//! Items, enchantment sets and player inventories

use serde::{Deserialize, Serialize};

use crate::catalog::EnchantmentId;

/// Number of primary inventory slots
pub const STORAGE_SLOTS: usize = 36;

/// Number of armor slots (boots, leggings, chestplate, helmet)
pub const ARMOR_SLOTS: usize = 4;

/// Enchantments attached to one item, in insertion order
///
/// Serialized as a list of `[id, level]` pairs. Deserialization goes through
/// [`ItemEnchantmentSet::insert`], so a repeated id keeps one entry with the
/// last level.
#[derive(Debug, Clone, Default, PartialEq, Eq, Serialize, Deserialize)]
#[serde(
    from = "Vec<(EnchantmentId, u32)>",
    into = "Vec<(EnchantmentId, u32)>"
)]
pub struct ItemEnchantmentSet {
    entries: Vec<(EnchantmentId, u32)>,
}

impl ItemEnchantmentSet {
    pub fn new() -> Self {
        Self::default()
    }

    /// Add or replace an enchantment; a replaced entry keeps its position
    pub fn insert(&mut self, id: EnchantmentId, level: u32) {
        match self.entries.iter_mut().find(|(existing, _)| *existing == id) {
            Some(entry) => entry.1 = level,
            None => self.entries.push((id, level)),
        }
    }

    /// Remove an enchantment, returning its level
    pub fn remove(&mut self, id: &EnchantmentId) -> Option<u32> {
        let index = self.entries.iter().position(|(existing, _)| existing == id)?;
        Some(self.entries.remove(index).1)
    }

    pub fn level(&self, id: &EnchantmentId) -> Option<u32> {
        self.entries
            .iter()
            .find(|(existing, _)| existing == id)
            .map(|(_, level)| *level)
    }

    pub fn contains(&self, id: &EnchantmentId) -> bool {
        self.level(id).is_some()
    }

    pub fn iter(&self) -> impl Iterator<Item = (&EnchantmentId, u32)> {
        self.entries.iter().map(|(id, level)| (id, *level))
    }

    pub fn len(&self) -> usize {
        self.entries.len()
    }

    pub fn is_empty(&self) -> bool {
        self.entries.is_empty()
    }
}

impl<I: Into<EnchantmentId>> FromIterator<(I, u32)> for ItemEnchantmentSet {
    fn from_iter<T: IntoIterator<Item = (I, u32)>>(iter: T) -> Self {
        let mut set = Self::new();
        for (id, level) in iter {
            set.insert(id.into(), level);
        }
        set
    }
}

impl From<Vec<(EnchantmentId, u32)>> for ItemEnchantmentSet {
    fn from(entries: Vec<(EnchantmentId, u32)>) -> Self {
        entries.into_iter().collect()
    }
}

impl From<ItemEnchantmentSet> for Vec<(EnchantmentId, u32)> {
    fn from(set: ItemEnchantmentSet) -> Self {
        set.entries
    }
}

/// Item category as far as the rules are concerned
#[derive(Debug, Clone, Copy, PartialEq, Eq)]
pub enum ItemCategory {
    Axe,
    Other,
}

impl ItemCategory {
    /// Classify a material name such as `DIAMOND_AXE`
    pub fn of(material: &str) -> Self {
        if material.to_uppercase().ends_with("_AXE") {
            ItemCategory::Axe
        } else {
            ItemCategory::Other
        }
    }
}

/// One item instance
#[derive(Debug, Clone, PartialEq, Eq, Serialize, Deserialize)]
pub struct ItemStack {
    /// Material name, e.g. `DIAMOND_SWORD`
    pub material: String,

    #[serde(default, skip_serializing_if = "ItemEnchantmentSet::is_empty")]
    pub enchantments: ItemEnchantmentSet,
}

impl ItemStack {
    pub fn new(material: impl Into<String>) -> Self {
        Self {
            material: material.into(),
            enchantments: ItemEnchantmentSet::new(),
        }
    }

    /// Builder-style enchantment helper
    pub fn with_enchantment(mut self, id: impl Into<EnchantmentId>, level: u32) -> Self {
        self.enchantments.insert(id.into(), level);
        self
    }

    pub fn category(&self) -> ItemCategory {
        ItemCategory::of(&self.material)
    }
}

/// Where an inventory slot lives
#[derive(Debug, Clone, Copy, PartialEq, Eq)]
pub enum SlotRef {
    Storage(usize),
    Armor(usize),
    OffHand,
}

/// A player's inventory: primary storage, armor and off-hand
#[derive(Debug, Clone, PartialEq, Eq, Serialize, Deserialize)]
pub struct PlayerInventory {
    #[serde(default = "empty_storage")]
    pub storage: Vec<Option<ItemStack>>,

    #[serde(default = "empty_armor")]
    pub armor: Vec<Option<ItemStack>>,

    #[serde(default)]
    pub off_hand: Option<ItemStack>,
}

fn empty_storage() -> Vec<Option<ItemStack>> {
    vec![None; STORAGE_SLOTS]
}

fn empty_armor() -> Vec<Option<ItemStack>> {
    vec![None; ARMOR_SLOTS]
}

impl Default for PlayerInventory {
    fn default() -> Self {
        Self {
            storage: empty_storage(),
            armor: empty_armor(),
            off_hand: None,
        }
    }
}

impl PlayerInventory {
    pub fn new() -> Self {
        Self::default()
    }

    /// Every slot in visitation order: storage by index, then armor, then off-hand
    pub fn slots(&self) -> Vec<SlotRef> {
        (0..self.storage.len())
            .map(SlotRef::Storage)
            .chain((0..self.armor.len()).map(SlotRef::Armor))
            .chain(std::iter::once(SlotRef::OffHand))
            .collect()
    }

    pub fn get(&self, slot: SlotRef) -> Option<&ItemStack> {
        match slot {
            SlotRef::Storage(i) => self.storage.get(i).and_then(Option::as_ref),
            SlotRef::Armor(i) => self.armor.get(i).and_then(Option::as_ref),
            SlotRef::OffHand => self.off_hand.as_ref(),
        }
    }

    pub fn get_mut(&mut self, slot: SlotRef) -> Option<&mut ItemStack> {
        match slot {
            SlotRef::Storage(i) => self.storage.get_mut(i).and_then(Option::as_mut),
            SlotRef::Armor(i) => self.armor.get_mut(i).and_then(Option::as_mut),
            SlotRef::OffHand => self.off_hand.as_mut(),
        }
    }

    /// Place an item; out-of-range storage or armor indices are ignored
    pub fn set(&mut self, slot: SlotRef, item: Option<ItemStack>) {
        match slot {
            SlotRef::Storage(i) => {
                if let Some(s) = self.storage.get_mut(i) {
                    *s = item;
                }
            }
            SlotRef::Armor(i) => {
                if let Some(s) = self.armor.get_mut(i) {
                    *s = item;
                }
            }
            SlotRef::OffHand => self.off_hand = item,
        }
    }
}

* Exercise:
Give a word-for-word restatement of every record.

* Exercise output:
//! Items, enchantment sets and player inventories

use serde::{Deserialize, Serialize};

use crate::catalog::EnchantmentId;

/// Number of primary inventory slots
pub const STORAGE_SLOTS: usize = 36;

/// Number of armor slots (boots, leggings, chestplate, helmet)
pub const ARMOR_SLOTS: usize = 4;

/// Enchantments attached to one item, in insertion order
///
/// Serialized as a list of `[id, level]` pairs. Deserialization goes through
/// [`ItemEnchantmentSet::insert`], so a repeated id keeps one entry with the
/// last level.
#[derive(Debug, Clone, Default, PartialEq, Eq, Serialize, Deserialize)]
#[serde(
    from = "Vec<(EnchantmentId, u32)>",
    into = "Vec<(EnchantmentId, u32)>"
)]
pub struct ItemEnchantmentSet {
    entries: Vec<(EnchantmentId, u32)>,
}

impl ItemEnchantmentSet {
    pub fn new() -> Self {
        Self::default()
    }

    /// Add or replace an enchantment; a replaced entry keeps its position
    pub fn insert(&mut self, id: EnchantmentId, level: u32) {
        match self.entries.iter_mut().find(|(existing, _)| *existing == id) {
            Some(entry) => entry.1 = level,
            None => self.entries.push((id, level)),
        }
    }

    /// Remove an enchantment, returning its level
    pub fn remove(&mut self, id: &EnchantmentId) -> Option<u32> {
        let index = self.entries.iter().position(|(existing, _)| existing == id)?;
        Some(self.entries.remove(index).1)
    }

    pub fn level(&self, id: &EnchantmentId) -> Option<u32> {
        self.entries
            .iter()
            .find(|(existing, _)| existing == id)
            .map(|(_, level)| *level)
    }

    pub fn contains(&self, id: &EnchantmentId) -> bool {
        self.level(id).is_some()
    }

    pub fn iter(&self) -> impl Iterator<Item = (&EnchantmentId, u32)> {
        self.entries.iter().map(|(id, level)| (id, *level))
    }

    pub fn len(&self) -> usize {
        self.entries.len()
    }

    pub fn is_empty(&self) -> bool {
        self.entries.is_empty()
    }
}

impl<I: Into<EnchantmentId>> FromIterator<(I, u32)> for ItemEnchantmentSet {
    fn from_iter<T: IntoIterator<Item = (I, u32)>>(iter: T) -> Self {
        let mut set = Self::new();
        for (id, level) in iter {
            set.insert(id.into(), level);
        }
        set
    }
}

impl From<Vec<(EnchantmentId, u32)>> for ItemEnchantmentSet {
    fn from(entries: Vec<(EnchantmentId, u32)>) -> Self {
        entries.into_iter().collect()
    }
}

impl From<ItemEnchantmentSet> for Vec<(EnchantmentId, u32)> {
    fn from(set: ItemEnchantmentSet) -> Self {
        set.entries
    }
}

/// Item category as far as the rules are concerned
#[derive(Debug, Clone, Copy, PartialEq, Eq)]
pub enum ItemCategory {
    Axe,
    Other,
}

impl ItemCategory {
    /// Classify a material name such as `DIAMOND_AXE`
    pub fn of(material: &str) -> Self {
        if material.to_uppercase().ends_with("_AXE") {
            ItemCategory::Axe
        } else {
            ItemCategory::Other
        }
    }
}

/// One item instance
#[derive(Debug, Clone, PartialEq, Eq, Serialize, Deserialize)]
pub struct ItemStack {
    /// Material name, e.g. `DIAMOND_SWORD`
    pub material: String,

    #[serde(default, skip_serializing_if = "ItemEnchantmentSet::is_empty")]
    pub enchantments: ItemEnchantmentSet,
}

impl ItemStack {
    pub fn new(material: impl Into<String>) -> Self {
        Self {
            material: material.into(),
            enchantments: ItemEnchantmentSet::new(),
        }
    }

    /// Builder-style enchantment helper
    pub fn with_enchantment(mut self, id: impl Into<EnchantmentId>, level: u32) -> Self {
        self.enchantments.insert(id.into(), level);
        self
    }

    pub fn category(&self) -> ItemCategory {
        ItemCategory::of(&self.material)
    }
}

/// Where an inventory slot lives
#[derive(Debug, Clone, Copy, PartialEq, Eq)]
pub enum SlotRef {
    Storage(usize),
    Armor(usize),
    OffHand,
}

/// A player's inventory: primary storage, armor and off-hand
#[derive(Debug, Clone, PartialEq, Eq, Serialize, Deserialize)]
pub struct PlayerInventory {
    #[serde(default = "empty_storage")]
    pub storage: Vec<Option<ItemStack>>,

    #[serde(default = "empty_armor")]
    pub armor: Vec<Option<ItemStack>>,

    #[serde(default)]
    pub off_hand: Option<ItemStack>,
}

fn empty_storage() -> Vec<Option<ItemStack>> {
    vec![None; STORAGE_SLOTS]
}

fn empty_armor() -> Vec<Option<ItemStack>> {
    vec![None; ARMOR_SLOTS]
}

impl Default for PlayerInventory {
    fn default() -> Self {
        Self {
            storage: empty_storage(),
            armor: empty_armor(),
            off_hand: None,
        }
    }
}

impl PlayerInventory {
    pub fn new() -> Self {
        Self::default()
    }

    /// Every slot in visitation order: storage by index, then armor, then off-hand
    pub fn slots(&self) -> Vec<SlotRef> {
        (0..self.storage.len())
            .map(SlotRef::Storage)
            .chain((0..self.armor.len()).map(SlotRef::Armor))
            .chain(std::iter::once(SlotRef::OffHand))
            .collect()
    }

    pub fn get(&self, slot: SlotRef) -> Option<&ItemStack> {
        match slot {
            SlotRef::Storage(i) => self.storage.get(i).and_then(Option::as_ref),
            SlotRef::Armor(i) => self.armor.get(i).and_then(Option::as_ref),
            SlotRef::OffHand => self.off_hand.as_ref(),
        }
    }

    pub fn get_mut(&mut self, slot: SlotRef) -> Option<&mut ItemStack> {
        match slot {
            SlotRef::Storage(i) => self.storage.get_mut(i).and_then(Option::as_mut),
            SlotRef::Armor(i) => self.armor.get_mut(i).and_then(Option::as_mut),
            SlotRef::OffHand => self.off_hand.as_mut(),
        }
    }

    /// Place an item; out-of-range storage or armor indices are ignored
    pub fn set(&mut self, slot: SlotRef, item: Option<ItemStack>) {
        match slot {
            SlotRef::Storage(i) => {
                if let Some(s) = self.storage.get_mut(i) {
                    *s = item;
                }
            }
            SlotRef::Armor(i) => {
                if let Some(s) = self.armor.get_mut(i) {
                    *s = item;
                }
            }
            SlotRef::OffHand => self.off_hand = item,
        }
    }
}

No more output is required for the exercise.